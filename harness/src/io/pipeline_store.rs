//! Discovery and loading of generated pipeline config files.

use std::fs;
use std::path::{Path, PathBuf};

use anyhow::{Context, Result, bail};
use tracing::debug;

use crate::core::pipeline::PipelineConfig;

/// Directory, relative to the agent's working directory, holding generated configs.
pub const CONFIG_DIR: &str = ".rwx";
pub const CONFIG_EXTENSION: &str = "yml";

/// List `<workdir>/.rwx/*.yml`, sorted. Subdirectories are not searched.
pub fn config_files(workdir: &Path) -> Result<Vec<PathBuf>> {
    let dir = workdir.join(CONFIG_DIR);
    if !dir.is_dir() {
        return Ok(Vec::new());
    }
    let mut files = Vec::new();
    for entry in fs::read_dir(&dir).with_context(|| format!("read dir {}", dir.display()))? {
        let entry = entry.with_context(|| format!("read entry in {}", dir.display()))?;
        let path = entry.path();
        if path.is_file() && path.extension().is_some_and(|ext| ext == CONFIG_EXTENSION) {
            files.push(path);
        }
    }
    files.sort();
    Ok(files)
}

/// Parse one config file.
pub fn load_config(path: &Path) -> Result<PipelineConfig> {
    let contents =
        fs::read_to_string(path).with_context(|| format!("read config {}", path.display()))?;
    let config = PipelineConfig::parse(&contents)
        .with_context(|| format!("parse config {}", path.display()))?;
    debug!(path = %path.display(), tasks = config.tasks.len(), "loaded config");
    Ok(config)
}

/// Load every generated config and merge them into one task list.
///
/// Fails when no config exists or when any file does not parse.
pub fn load_merged(workdir: &Path) -> Result<PipelineConfig> {
    let files = config_files(workdir)?;
    if files.is_empty() {
        bail!(
            "no {CONFIG_DIR}/*.{CONFIG_EXTENSION} files found in {}",
            workdir.display()
        );
    }
    let configs = files
        .iter()
        .map(|path| load_config(path))
        .collect::<Result<Vec<_>>>()?;
    Ok(PipelineConfig::merge(configs))
}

§ **Goal of the exercise**:
Could you restate word for word the lines above, from the one that contains "let mut files = Vec::new();" through the one that contains "files.push(path);", and no others?

§ **Written answer**:
    let mut files = Vec::new();
    for entry in fs::read_dir(&dir).with_context(|| format!("read dir {}", dir.display()))? {
        let entry = entry.with_context(|| format!("read entry in {}", dir.display()))?;
        let path = entry.path();
        if path.is_file() && path.extension().is_some_and(|ext| ext == CONFIG_EXTENSION) {
            files.push(path);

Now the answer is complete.